● Exercise requirements: Start at the line in the entries below that contains "let stripped = stripped.trim();", stop at the line that contains "list of affixes.", and output exactly the lines in that span, both ends included.

(Beginning of Excerpted data)

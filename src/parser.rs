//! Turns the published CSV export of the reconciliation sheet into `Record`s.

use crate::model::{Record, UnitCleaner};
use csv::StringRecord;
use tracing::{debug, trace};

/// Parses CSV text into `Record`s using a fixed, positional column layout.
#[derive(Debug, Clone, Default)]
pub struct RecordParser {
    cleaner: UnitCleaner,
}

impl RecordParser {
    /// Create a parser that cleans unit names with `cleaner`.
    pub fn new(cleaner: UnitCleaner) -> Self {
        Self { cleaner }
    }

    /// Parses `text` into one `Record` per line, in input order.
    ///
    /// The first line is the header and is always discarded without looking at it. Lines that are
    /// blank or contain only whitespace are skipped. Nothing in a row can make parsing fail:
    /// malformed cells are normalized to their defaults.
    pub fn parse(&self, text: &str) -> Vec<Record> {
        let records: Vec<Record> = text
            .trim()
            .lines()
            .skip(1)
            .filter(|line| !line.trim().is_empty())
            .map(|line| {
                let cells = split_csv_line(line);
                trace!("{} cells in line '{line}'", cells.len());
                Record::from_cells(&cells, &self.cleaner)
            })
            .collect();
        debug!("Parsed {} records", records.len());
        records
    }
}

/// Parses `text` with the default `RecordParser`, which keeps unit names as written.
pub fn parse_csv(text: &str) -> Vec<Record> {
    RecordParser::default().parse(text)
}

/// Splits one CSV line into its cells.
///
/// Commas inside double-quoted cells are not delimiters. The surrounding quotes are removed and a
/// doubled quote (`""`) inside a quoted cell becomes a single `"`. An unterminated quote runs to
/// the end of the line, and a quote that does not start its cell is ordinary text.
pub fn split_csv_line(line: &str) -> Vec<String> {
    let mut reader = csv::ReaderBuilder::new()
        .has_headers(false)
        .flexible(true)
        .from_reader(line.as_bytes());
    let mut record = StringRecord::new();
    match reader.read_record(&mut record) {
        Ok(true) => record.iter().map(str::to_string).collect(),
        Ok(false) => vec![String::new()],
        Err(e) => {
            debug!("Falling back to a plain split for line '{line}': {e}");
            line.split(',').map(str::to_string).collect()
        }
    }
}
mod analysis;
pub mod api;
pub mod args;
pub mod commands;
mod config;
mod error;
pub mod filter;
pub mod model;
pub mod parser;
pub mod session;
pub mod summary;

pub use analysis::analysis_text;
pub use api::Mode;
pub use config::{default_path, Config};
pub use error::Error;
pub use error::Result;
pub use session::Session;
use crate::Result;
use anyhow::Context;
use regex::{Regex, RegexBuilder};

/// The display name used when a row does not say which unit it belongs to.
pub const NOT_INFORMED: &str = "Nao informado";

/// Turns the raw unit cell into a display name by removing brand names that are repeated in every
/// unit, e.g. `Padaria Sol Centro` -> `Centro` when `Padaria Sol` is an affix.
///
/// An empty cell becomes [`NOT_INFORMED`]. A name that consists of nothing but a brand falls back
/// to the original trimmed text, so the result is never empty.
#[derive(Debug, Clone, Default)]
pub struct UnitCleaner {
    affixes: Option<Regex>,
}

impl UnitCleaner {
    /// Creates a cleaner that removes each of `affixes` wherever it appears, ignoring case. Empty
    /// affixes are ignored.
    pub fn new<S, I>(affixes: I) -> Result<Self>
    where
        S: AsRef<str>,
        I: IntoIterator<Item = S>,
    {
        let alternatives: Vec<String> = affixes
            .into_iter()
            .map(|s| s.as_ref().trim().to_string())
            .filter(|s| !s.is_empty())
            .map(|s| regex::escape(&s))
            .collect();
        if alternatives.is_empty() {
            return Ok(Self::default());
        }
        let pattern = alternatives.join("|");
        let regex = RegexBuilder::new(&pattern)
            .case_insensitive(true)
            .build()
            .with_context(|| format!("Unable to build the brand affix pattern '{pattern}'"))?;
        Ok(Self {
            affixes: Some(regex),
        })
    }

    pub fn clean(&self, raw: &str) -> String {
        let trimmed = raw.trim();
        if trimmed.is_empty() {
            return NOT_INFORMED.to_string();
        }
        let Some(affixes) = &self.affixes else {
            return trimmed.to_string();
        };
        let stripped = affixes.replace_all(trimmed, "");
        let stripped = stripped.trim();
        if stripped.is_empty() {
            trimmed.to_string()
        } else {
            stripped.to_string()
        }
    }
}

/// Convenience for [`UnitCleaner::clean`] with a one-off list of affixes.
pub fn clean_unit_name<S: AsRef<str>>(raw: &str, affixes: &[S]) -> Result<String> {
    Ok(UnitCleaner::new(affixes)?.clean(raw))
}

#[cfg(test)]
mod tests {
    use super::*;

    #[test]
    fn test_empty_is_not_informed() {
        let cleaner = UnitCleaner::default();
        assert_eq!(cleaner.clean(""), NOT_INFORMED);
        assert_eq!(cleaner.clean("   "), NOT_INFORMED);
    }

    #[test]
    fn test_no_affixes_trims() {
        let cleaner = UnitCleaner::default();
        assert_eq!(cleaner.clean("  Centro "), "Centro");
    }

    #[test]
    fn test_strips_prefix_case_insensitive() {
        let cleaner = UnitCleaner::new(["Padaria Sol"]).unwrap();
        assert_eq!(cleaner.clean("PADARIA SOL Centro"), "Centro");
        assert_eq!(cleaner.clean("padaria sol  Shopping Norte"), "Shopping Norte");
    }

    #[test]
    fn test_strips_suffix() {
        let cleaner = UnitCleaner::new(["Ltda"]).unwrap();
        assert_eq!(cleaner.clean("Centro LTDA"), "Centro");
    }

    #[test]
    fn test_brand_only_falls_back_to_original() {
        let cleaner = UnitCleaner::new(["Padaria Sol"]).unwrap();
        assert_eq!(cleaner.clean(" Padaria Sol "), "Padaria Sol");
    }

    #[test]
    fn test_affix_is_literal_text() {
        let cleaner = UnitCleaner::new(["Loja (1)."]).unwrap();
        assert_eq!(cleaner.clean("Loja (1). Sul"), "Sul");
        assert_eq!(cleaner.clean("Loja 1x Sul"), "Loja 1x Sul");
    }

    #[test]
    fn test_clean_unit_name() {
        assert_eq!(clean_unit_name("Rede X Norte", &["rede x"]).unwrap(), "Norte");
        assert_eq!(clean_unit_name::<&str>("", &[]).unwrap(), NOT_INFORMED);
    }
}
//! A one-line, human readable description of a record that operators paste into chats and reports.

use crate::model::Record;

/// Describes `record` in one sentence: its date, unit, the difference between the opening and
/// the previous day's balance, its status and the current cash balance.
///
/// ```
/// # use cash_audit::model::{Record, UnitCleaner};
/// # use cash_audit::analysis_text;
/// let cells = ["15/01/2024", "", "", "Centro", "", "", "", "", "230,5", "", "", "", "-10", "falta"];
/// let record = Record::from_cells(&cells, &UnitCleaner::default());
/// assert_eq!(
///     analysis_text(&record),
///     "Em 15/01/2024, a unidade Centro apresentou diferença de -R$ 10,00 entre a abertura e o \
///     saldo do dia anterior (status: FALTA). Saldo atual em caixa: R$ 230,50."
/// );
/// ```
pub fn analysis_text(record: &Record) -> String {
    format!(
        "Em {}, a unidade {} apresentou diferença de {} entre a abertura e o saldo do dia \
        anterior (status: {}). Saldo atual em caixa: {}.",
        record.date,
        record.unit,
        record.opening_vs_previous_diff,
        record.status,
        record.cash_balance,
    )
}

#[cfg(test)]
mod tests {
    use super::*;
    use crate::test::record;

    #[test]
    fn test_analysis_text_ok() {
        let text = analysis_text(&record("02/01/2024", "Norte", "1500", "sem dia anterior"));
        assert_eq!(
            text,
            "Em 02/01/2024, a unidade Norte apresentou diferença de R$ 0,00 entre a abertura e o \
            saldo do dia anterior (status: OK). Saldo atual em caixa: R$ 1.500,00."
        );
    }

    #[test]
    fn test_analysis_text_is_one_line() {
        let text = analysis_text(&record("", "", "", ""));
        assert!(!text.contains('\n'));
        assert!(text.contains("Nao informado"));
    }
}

(End of Excerpted data)

● Result for this exercise:
        let stripped = stripped.trim();
        if stripped.is_empty() {
            trimmed.to_string()
        } else {
            stripped.to_string()
        }
    }
}

/// Convenience for [`UnitCleaner::clean`] with a one-off list of affixes.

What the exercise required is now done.